DIRECTIONS — From the listing below, copy only the lines running from the line that contains "filename crates/pagewright-types/src/artifact.rs" to the line that contains "four phases are", both included.

+++ MATERIAL PROVIDED +++

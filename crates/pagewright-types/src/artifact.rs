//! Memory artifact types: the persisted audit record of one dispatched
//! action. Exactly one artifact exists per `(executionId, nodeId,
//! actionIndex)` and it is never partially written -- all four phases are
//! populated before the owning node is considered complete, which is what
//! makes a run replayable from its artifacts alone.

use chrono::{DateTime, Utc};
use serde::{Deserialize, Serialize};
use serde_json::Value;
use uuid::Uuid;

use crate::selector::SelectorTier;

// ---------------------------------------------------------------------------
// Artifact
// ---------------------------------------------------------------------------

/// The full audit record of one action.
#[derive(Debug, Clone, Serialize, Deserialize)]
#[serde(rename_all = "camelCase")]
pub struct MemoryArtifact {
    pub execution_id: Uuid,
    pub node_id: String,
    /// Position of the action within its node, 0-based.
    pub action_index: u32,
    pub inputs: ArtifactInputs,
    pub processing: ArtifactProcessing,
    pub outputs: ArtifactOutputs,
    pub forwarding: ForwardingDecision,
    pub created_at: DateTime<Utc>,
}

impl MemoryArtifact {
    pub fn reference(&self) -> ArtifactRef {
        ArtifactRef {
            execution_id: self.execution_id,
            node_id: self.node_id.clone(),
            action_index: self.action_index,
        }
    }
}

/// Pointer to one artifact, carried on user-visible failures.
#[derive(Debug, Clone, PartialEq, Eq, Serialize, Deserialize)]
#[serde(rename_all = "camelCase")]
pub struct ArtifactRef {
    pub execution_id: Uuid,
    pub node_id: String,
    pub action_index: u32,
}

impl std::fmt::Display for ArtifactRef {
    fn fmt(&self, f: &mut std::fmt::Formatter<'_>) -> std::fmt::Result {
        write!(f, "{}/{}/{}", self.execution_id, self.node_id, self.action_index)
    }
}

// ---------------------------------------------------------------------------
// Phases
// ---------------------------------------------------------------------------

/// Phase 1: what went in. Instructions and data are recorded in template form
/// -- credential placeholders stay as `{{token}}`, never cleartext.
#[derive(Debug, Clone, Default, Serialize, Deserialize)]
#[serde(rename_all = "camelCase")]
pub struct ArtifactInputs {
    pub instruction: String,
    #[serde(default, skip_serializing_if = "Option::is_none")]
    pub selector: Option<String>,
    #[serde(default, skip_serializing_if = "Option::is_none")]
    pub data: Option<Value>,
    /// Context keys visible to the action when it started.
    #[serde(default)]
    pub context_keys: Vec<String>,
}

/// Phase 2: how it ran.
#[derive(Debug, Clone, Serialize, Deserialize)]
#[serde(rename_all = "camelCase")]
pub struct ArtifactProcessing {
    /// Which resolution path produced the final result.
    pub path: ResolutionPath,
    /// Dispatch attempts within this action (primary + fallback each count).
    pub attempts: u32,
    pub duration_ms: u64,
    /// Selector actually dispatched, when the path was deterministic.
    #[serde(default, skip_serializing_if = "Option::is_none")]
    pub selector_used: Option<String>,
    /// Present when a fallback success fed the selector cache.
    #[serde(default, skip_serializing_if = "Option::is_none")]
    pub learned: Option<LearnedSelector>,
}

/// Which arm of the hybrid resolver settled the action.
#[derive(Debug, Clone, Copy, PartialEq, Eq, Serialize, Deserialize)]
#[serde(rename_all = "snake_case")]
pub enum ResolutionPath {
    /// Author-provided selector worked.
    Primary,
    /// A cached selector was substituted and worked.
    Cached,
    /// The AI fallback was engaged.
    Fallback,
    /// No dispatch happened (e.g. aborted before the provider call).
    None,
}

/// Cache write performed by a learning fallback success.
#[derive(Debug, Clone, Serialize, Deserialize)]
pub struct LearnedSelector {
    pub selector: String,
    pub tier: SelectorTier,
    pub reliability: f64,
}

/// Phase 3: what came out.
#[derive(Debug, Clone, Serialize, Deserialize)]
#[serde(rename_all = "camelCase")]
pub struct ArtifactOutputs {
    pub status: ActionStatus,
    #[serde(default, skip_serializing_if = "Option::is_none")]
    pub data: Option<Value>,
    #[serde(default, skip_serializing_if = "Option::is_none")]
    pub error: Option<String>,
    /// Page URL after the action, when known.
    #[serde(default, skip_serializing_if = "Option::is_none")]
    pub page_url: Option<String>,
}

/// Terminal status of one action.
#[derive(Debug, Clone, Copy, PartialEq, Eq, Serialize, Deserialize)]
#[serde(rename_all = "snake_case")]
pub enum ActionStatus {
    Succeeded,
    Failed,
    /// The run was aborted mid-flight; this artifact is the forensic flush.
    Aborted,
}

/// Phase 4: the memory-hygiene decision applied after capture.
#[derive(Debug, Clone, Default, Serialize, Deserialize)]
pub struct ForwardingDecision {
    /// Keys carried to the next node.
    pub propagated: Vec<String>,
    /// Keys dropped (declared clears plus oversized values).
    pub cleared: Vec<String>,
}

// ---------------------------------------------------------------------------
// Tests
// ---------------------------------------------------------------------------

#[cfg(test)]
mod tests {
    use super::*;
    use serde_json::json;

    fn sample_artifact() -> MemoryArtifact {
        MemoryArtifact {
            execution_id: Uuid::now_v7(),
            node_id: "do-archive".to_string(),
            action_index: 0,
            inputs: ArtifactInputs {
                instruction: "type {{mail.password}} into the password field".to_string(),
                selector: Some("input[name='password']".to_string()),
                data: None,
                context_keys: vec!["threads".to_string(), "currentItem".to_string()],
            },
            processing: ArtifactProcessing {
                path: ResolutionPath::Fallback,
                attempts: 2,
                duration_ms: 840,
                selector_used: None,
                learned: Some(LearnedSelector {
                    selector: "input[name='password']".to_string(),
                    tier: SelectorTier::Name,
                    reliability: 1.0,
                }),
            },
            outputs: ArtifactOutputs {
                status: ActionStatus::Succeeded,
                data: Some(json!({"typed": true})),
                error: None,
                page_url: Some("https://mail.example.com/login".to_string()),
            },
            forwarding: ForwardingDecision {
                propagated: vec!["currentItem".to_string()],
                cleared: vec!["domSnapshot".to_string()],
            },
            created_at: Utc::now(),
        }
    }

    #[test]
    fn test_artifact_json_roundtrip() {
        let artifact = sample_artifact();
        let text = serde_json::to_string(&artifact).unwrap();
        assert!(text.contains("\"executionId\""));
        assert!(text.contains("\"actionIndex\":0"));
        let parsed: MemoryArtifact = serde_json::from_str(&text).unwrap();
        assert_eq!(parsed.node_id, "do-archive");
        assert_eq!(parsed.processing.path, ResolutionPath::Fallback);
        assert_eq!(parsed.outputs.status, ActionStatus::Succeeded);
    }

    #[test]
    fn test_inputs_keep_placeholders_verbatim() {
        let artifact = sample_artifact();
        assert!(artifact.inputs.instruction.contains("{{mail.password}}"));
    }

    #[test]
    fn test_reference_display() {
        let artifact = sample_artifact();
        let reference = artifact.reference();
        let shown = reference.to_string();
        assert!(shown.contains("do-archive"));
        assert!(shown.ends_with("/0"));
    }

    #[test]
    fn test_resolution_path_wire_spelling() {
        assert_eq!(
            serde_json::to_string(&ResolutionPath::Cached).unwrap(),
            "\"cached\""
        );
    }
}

+++
+++ MATERIAL PROVIDED +++

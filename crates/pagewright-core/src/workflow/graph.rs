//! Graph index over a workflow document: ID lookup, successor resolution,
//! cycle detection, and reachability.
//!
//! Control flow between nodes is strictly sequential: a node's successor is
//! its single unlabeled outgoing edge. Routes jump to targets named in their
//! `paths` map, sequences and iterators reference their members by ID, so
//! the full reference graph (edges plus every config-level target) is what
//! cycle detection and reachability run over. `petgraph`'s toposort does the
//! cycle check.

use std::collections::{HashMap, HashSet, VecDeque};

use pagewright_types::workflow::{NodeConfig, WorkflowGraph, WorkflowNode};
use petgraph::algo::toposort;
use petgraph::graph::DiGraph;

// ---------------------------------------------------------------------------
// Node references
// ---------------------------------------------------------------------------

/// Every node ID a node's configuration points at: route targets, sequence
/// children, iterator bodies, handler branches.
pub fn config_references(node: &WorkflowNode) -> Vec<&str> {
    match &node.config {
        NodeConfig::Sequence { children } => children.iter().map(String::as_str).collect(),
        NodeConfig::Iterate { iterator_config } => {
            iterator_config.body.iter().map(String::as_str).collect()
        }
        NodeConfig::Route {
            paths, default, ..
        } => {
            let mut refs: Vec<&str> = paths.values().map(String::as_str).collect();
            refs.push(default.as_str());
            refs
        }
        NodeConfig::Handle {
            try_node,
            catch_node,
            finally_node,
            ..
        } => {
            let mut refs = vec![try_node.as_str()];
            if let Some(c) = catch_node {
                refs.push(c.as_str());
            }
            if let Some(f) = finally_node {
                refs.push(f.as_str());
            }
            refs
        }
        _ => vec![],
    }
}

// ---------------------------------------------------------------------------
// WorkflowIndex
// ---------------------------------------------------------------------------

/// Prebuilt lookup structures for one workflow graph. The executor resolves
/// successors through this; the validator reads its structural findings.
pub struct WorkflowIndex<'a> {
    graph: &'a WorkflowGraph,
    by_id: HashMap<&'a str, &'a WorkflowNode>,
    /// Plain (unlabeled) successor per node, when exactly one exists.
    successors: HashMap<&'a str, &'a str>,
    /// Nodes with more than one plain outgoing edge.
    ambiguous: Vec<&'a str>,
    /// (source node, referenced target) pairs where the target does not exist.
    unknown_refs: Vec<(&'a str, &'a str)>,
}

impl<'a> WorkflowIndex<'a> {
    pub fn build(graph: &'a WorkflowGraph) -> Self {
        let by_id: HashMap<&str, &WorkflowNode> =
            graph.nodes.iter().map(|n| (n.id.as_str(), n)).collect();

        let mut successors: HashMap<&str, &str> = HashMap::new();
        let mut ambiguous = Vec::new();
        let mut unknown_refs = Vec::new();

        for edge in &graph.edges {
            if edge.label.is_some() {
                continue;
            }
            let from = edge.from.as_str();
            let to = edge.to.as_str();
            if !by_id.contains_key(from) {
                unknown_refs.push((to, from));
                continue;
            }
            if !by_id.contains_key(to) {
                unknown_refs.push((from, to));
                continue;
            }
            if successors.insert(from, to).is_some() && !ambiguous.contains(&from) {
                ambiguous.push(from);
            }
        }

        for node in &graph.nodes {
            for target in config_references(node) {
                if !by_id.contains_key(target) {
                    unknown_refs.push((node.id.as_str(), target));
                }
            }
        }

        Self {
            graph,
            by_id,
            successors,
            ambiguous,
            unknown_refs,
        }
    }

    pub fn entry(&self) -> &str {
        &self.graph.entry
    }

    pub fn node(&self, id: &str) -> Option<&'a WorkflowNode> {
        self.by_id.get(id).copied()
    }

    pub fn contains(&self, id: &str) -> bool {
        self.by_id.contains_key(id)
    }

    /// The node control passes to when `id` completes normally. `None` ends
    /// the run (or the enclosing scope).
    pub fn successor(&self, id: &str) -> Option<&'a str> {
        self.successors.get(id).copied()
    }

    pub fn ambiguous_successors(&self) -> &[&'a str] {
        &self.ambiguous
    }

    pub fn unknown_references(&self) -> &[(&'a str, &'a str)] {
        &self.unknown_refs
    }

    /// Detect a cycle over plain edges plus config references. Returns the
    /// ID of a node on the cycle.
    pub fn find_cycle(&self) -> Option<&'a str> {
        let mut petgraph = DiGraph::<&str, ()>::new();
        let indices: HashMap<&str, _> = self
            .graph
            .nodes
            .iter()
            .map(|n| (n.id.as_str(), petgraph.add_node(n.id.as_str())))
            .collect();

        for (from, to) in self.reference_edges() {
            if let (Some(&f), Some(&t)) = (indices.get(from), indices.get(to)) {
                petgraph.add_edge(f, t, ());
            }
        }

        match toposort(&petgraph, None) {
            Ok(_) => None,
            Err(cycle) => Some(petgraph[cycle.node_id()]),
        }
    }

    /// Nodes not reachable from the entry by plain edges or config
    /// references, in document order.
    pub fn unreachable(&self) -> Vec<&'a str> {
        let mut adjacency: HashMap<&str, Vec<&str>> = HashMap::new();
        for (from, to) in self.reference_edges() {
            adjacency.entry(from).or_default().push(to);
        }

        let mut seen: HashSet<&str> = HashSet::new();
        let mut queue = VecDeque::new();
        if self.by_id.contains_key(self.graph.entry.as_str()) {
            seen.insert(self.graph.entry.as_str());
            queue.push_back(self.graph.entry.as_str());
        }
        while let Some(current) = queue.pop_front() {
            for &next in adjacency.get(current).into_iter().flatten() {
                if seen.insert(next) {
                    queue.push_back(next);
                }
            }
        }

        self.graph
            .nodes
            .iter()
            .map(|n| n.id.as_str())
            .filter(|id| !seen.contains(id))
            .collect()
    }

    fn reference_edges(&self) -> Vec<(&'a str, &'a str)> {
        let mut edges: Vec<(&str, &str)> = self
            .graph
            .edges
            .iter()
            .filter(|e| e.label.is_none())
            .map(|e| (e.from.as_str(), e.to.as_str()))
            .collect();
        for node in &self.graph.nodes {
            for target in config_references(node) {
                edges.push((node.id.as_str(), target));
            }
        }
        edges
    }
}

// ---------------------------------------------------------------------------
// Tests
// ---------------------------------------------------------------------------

+++

YOUR SOLUTION —
filename crates/pagewright-types/src/artifact.rs
//! Memory artifact types: the persisted audit record of one dispatched
//! action. Exactly one artifact exists per `(executionId, nodeId,
//! actionIndex)` and it is never partially written -- all four phases are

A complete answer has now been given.